## Work to be completed:
Search the records below for "evaluator"; copy each line that has it.

## Materials provided:
- - -
/// Runtime configuration for an access engine instance.
#[derive(Debug, Clone)]
pub struct RowgateConfig {
    /// Bound on the per-document session evaluator side-table. Evaluators for
    /// the least recently active sessions are dropped once the bound is hit;
    /// a dropped evaluator is rebuilt on next use.
    pub session_cache_capacity: usize,
    pub max_rule_count: usize,
    pub max_attribute_rules: usize,
    /// Log predicate failures at warn. Failures are treated as non-matching
    /// either way; this only controls the noise.
    pub log_rule_errors: bool,
}

impl Default for RowgateConfig {
    fn default() -> Self {
        Self {
            session_cache_capacity: 1024,
            max_rule_count: 2048,
            max_attribute_rules: 64,
            log_rule_errors: true,
        }
    }
}

impl RowgateConfig {
    pub fn with_session_cache_capacity(mut self, capacity: usize) -> Self {
        self.session_cache_capacity = capacity.max(1);
        self
    }

    pub fn with_max_rule_count(mut self, count: usize) -> Self {
        self.max_rule_count = count;
        self
    }

    pub fn with_max_attribute_rules(mut self, count: usize) -> Self {
        self.max_attribute_rules = count;
        self
    }

    pub fn quiet() -> Self {
        Self {
            log_rule_errors: false,
            ..Self::default()
        }
    }
}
- - -
## Answer to this exercise:
    /// Bound on the per-document session evaluator side-table. Evaluators for
    /// a dropped evaluator is rebuilt on next use.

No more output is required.